Microscopic polyangiitis with diffuse peribronchovascular nodular involvement: Case report

Abstract

Microscopic polyangiitis (MPA) is a systemic necrotizing vasculitis that affects small vessels with no immune deposits. MPA is a rare disease. The incidence of MPA is approximately 1:100.000 per year. The etiology of this disease is unknown. Pulmonary involvement is mainly characterized with ground-glass attenuation, consolidation, thickening of bronchovascular bundles, and honeycombing on computerized tomography (CT). We report a patient with an atypical pattern of pulmonary involvement which is diffuse peribronchovascular nodular infiltration.

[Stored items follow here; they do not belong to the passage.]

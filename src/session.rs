//! Gesture session
//!
//! Polls a [`SampleSource`] until the sensor stops reporting valid gesture data and turns
//! the drained batches into a single [`Direction`].

use embedded_hal::blocking::delay::DelayMs;

use crate::gesture::{classify_batch, decode, Direction, GestureBuffer, SessionState};

/// Wait period in milliseconds between two FIFO polls.
pub const FIFO_PAUSE_TIME_MS: u32 = 30;

/// Anything that can report gesture FIFO status and hand out its rows.
pub trait SampleSource {
    type Error;

    /// Whether the sensor still holds valid gesture data.
    fn gesture_valid(&mut self) -> Result<bool, Self::Error>;

    /// Number of rows currently waiting in the FIFO.
    fn fifo_level(&mut self) -> Result<u8, Self::Error>;

    /// Drains `rows` rows into `buffer`.
    fn read_fifo(&mut self, rows: u8, buffer: &mut GestureBuffer) -> Result<(), Self::Error>;
}

/// Errors that end a session without a direction.
#[derive(Copy, Clone, Debug, Eq, PartialEq)]
pub enum SessionError<E> {
    /// The sample source failed, the error is passed through as is.
    Source(E),
    /// The sensor kept reporting valid data beyond the given deadline.
    DeadlineExpired,
}

impl<E> From<E> for SessionError<E> {
    fn from(error: E) -> Self {
        SessionError::Source(error)
    }
}

/// Owns the batch buffer and accumulated state of one gesture detection session.
#[derive(Copy, Clone, Debug, Default)]
pub struct GestureSession {
    buffer: GestureBuffer,
    state: SessionState,
}

impl GestureSession {
    pub fn new() -> Self {
        Self::default()
    }

    pub fn state(&self) -> &SessionState {
        &self.state
    }

    /// Buffer for the next batch. Call [`GestureSession::process_batch`] once it is filled.
    pub fn buffer_mut(&mut self) -> &mut GestureBuffer {
        &mut self.buffer
    }

    /// Drops the current batch and all accumulated state.
    pub fn reset(&mut self) {
        self.buffer.clear();
        self.state.reset();
    }

    /// Classifies the buffered batch and clears the buffer.
    ///
    /// Returns `true` if the classifier committed a near/far decision, in which case the
    /// decoded direction is stored as the last motion.
    pub fn process_batch(&mut self) -> bool {
        let ready = classify_batch(&self.buffer, &mut self.state);
        if ready {
            self.state.last_motion = decode(&self.state);
            log::debug!("Gesture decision ready: {}", self.state.last_motion);
        }
        self.buffer.clear();
        ready
    }

    /// Resolves the best guess for the session and starts over.
    pub fn finish(&mut self) -> Direction {
        self.state.last_motion = decode(&self.state);
        let motion = self.state.last_motion;
        log::debug!("Gesture session finished: {}", motion);
        self.reset();
        motion
    }

    /// Accounts for the pause before the next poll.
    ///
    /// Returns `true` once `elapsed_ms` has reached `deadline_ms`, in which case the session
    /// state is discarded and no further poll should happen.
    pub fn poll_expired(&mut self, elapsed_ms: &mut u32, deadline_ms: Option<u32>) -> bool {
        if deadline_ms.is_some_and(|deadline| *elapsed_ms >= deadline) {
            log::debug!("Gesture session aborted after {} ms", elapsed_ms);
            self.reset();
            return true;
        }
        *elapsed_ms = elapsed_ms.saturating_add(FIFO_PAUSE_TIME_MS);
        false
    }

    /// Polls `source` until it stops reporting valid data and returns the detected motion.
    ///
    /// Leftovers of an earlier aborted session are discarded first. `deadline_ms` bounds the
    /// accumulated pause time between polls. Bus time is not accounted for. An expired
    /// deadline discards the session state.
    pub fn run<S, D>(
        &mut self,
        source: &mut S,
        delay: &mut D,
        deadline_ms: Option<u32>,
    ) -> Result<Direction, SessionError<S::Error>>
    where
        S: SampleSource,
        D: DelayMs<u32>,
    {
        self.reset();
        let mut elapsed_ms: u32 = 0;

        loop {
            if self.poll_expired(&mut elapsed_ms, deadline_ms) {
                return Err(SessionError::DeadlineExpired);
            }
            delay.delay_ms(FIFO_PAUSE_TIME_MS);

            if !source.gesture_valid()? {
                delay.delay_ms(FIFO_PAUSE_TIME_MS);
                return Ok(self.finish());
            }

            let rows = source.fifo_level()?;
            if rows > 0 {
                source.read_fifo(rows, &mut self.buffer)?;
                self.process_batch();
            }
        }
    }
}
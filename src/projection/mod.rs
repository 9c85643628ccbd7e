//! Inverse transverse Mercator in the classical GSI series form: planar
//! (x, y) in a plane rectangular zone to geodetic latitude and longitude.
//!
//! x is the northing and y the easting, both reckoned from the zone origin.
//! The computation runs in two stages: first the foot-point latitude, i.e.
//! the latitude whose meridian arc length matches the (scaled) northing,
//! then a pair of truncated series in the (scaled) easting that carry the
//! foot-point to the final latitude and longitude, [Kru12](crate::Bibliography::Kru12).
use crate::internal::*;

pub mod scale;

/// Number of latitude values in the foot-point iteration: the starting
/// value plus four Newton-Raphson updates. Never convergence checked.
pub const FOOTPOINT_ITERATIONS: usize = 5;

// ----- F O O T P O I N T   L A T I T U D E -------------------------------------------

/// The foot-point latitude (radians) for the northing `x` (meters) in a zone
/// with origin latitude `lat_0` (radians).
///
/// Solves S(𝜙) = S(𝜙₀) + x/m₀ by Newton-Raphson, starting at 𝜙₀. The number
/// of steps is fixed, which is plenty for the extent of any of the 19 zones,
/// and keeps the result a pure function of its arguments.
#[must_use]
pub fn footpoint_latitude(ellps: &Ellipsoid, lat_0: f64, x: f64) -> f64 {
    let target = ellps.meridional_distance(lat_0) + x / SCALE_FACTOR;
    let mut phi = [0.; FOOTPOINT_ITERATIONS];
    phi[0] = lat_0;
    for i in 1..FOOTPOINT_ITERATIONS {
        let previous = phi[i - 1];
        let residual = ellps.meridional_distance(previous) - target;
        phi[i] = previous - residual / ellps.meridian_radius_of_curvature(previous);
        trace!("footpoint step {i}: residual {residual:e} m");
    }
    phi[FOOTPOINT_ITERATIONS - 1]
}

// ----- P E R   P O I N T   P A R A M E T E R S ---------------------------------------

/// The quantities the series need at one geodetic point in one zone.
#[derive(Clone, Copy, Debug, Default, PartialEq)]
pub struct ProjectionParams {
    /// Ellipsoidal geometry at the latitude of the point
    pub local: LocalGeometry,
    /// Longitude of the point, reckoned from the zone origin (radians)
    pub dlon: f64,
}

impl ProjectionParams {
    /// `latitude` and `longitude` in degrees
    #[must_use]
    pub fn new(ellps: &Ellipsoid, latitude: f64, longitude: f64, zone: &ZoneDefinition) -> Self {
        ProjectionParams {
            local: ellps.local(latitude.to_radians()),
            dlon: (longitude - zone.origin_longitude()).to_radians(),
        }
    }
}

// ----- I N V E R S E -----------------------------------------------------------------

/// Latitude and longitude, in degrees, from the easting `y` (meters), the
/// foot-point latitude `footpoint` (radians) and the origin longitude `lon_0`
/// (degrees).
#[must_use]
pub fn geodetic_from_planar(ellps: &Ellipsoid, y: f64, footpoint: f64, lon_0: f64) -> (f64, f64) {
    let rho = 180. / std::f64::consts::PI;
    let ym = y / SCALE_FACTOR;
    let local = ellps.local(footpoint);
    let LocalGeometry { t, n, m, .. } = local;
    let (t2, t4) = (local.t2(), local.t2() * local.t2());
    let (eta2, eta4) = (local.eta2(), local.eta2() * local.eta2());
    let cos_phi = footpoint.cos();

    let ym2 = ym * ym;
    let ym3 = ym2 * ym;
    let ym4 = ym2 * ym2;
    let ym5 = ym4 * ym;
    let ym6 = ym4 * ym2;
    let n3 = n * n * n;
    let n5 = n3 * n * n;

    // Latitude
    let f1 = 5. + 3. * t2 + eta2 - 9. * t2 * eta2 - 4. * eta4;
    let f2 = 61. + 90. * t2 + 45. * t4 + 46. * eta2 - 252. * t2 * eta2 - 90. * t4 * eta2;
    let lat = footpoint * rho - (ym2 * t / (2. * m * n)) * rho
        + (ym4 * t * f1 / (24. * m * n3)) * rho
        - (ym6 * t * f2 / (720. * m * n5)) * rho;

    // Longitude
    let g1 = 1. + 2. * t2 + eta2;
    let g2 = 5. + 28. * t2 + 24. * t4 + 6. * eta2 + 8. * t2 * eta2;
    let lon = lon_0 + ym / (n * cos_phi) * rho - (ym3 * g1 / (6. * n3 * cos_phi)) * rho
        + (ym5 * g2 / (120. * n5 * cos_phi)) * rho;

    (lat, lon)
}

/// Latitude and longitude, in degrees, of the planar point (`x`, `y`) in `zone`
#[must_use]
pub fn inverse(ellps: &Ellipsoid, zone: &ZoneDefinition, x: f64, y: f64) -> (f64, f64) {
    let lat_0 = zone.origin_latitude_radians();
    let footpoint = footpoint_latitude(ellps, lat_0, x);
    geodetic_from_planar(ellps, y, footpoint, zone.origin_longitude())
}

// ----- Tests ---------------------------------------------------------------------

A 59-year-old male patient presented with symptoms of shortness of breath, cough, purulent sputum, back pain and hemoptysis. Laboratory studies depicted increased serum creatinine levels, hematuria and proteinuria. His chest X-ray and CT of thorax showed bilateral diffuse peribronchovascular nodular infiltrations. Circulating myeloperoxidase (MPO) anti-neutrophil cytoplasmic antibody (p-ANCA) was positive. Renal biopsy was obtained because of hematuria, proteinuria and increased creatinine level and revealed crescentic glomerulonephritis associated with small vesel vasculitis which was consistent with MPA. He was treated with corticosteroid and cyclophosphamide. At the end of two months of treatment, renal function and other pulmonary symptoms improved.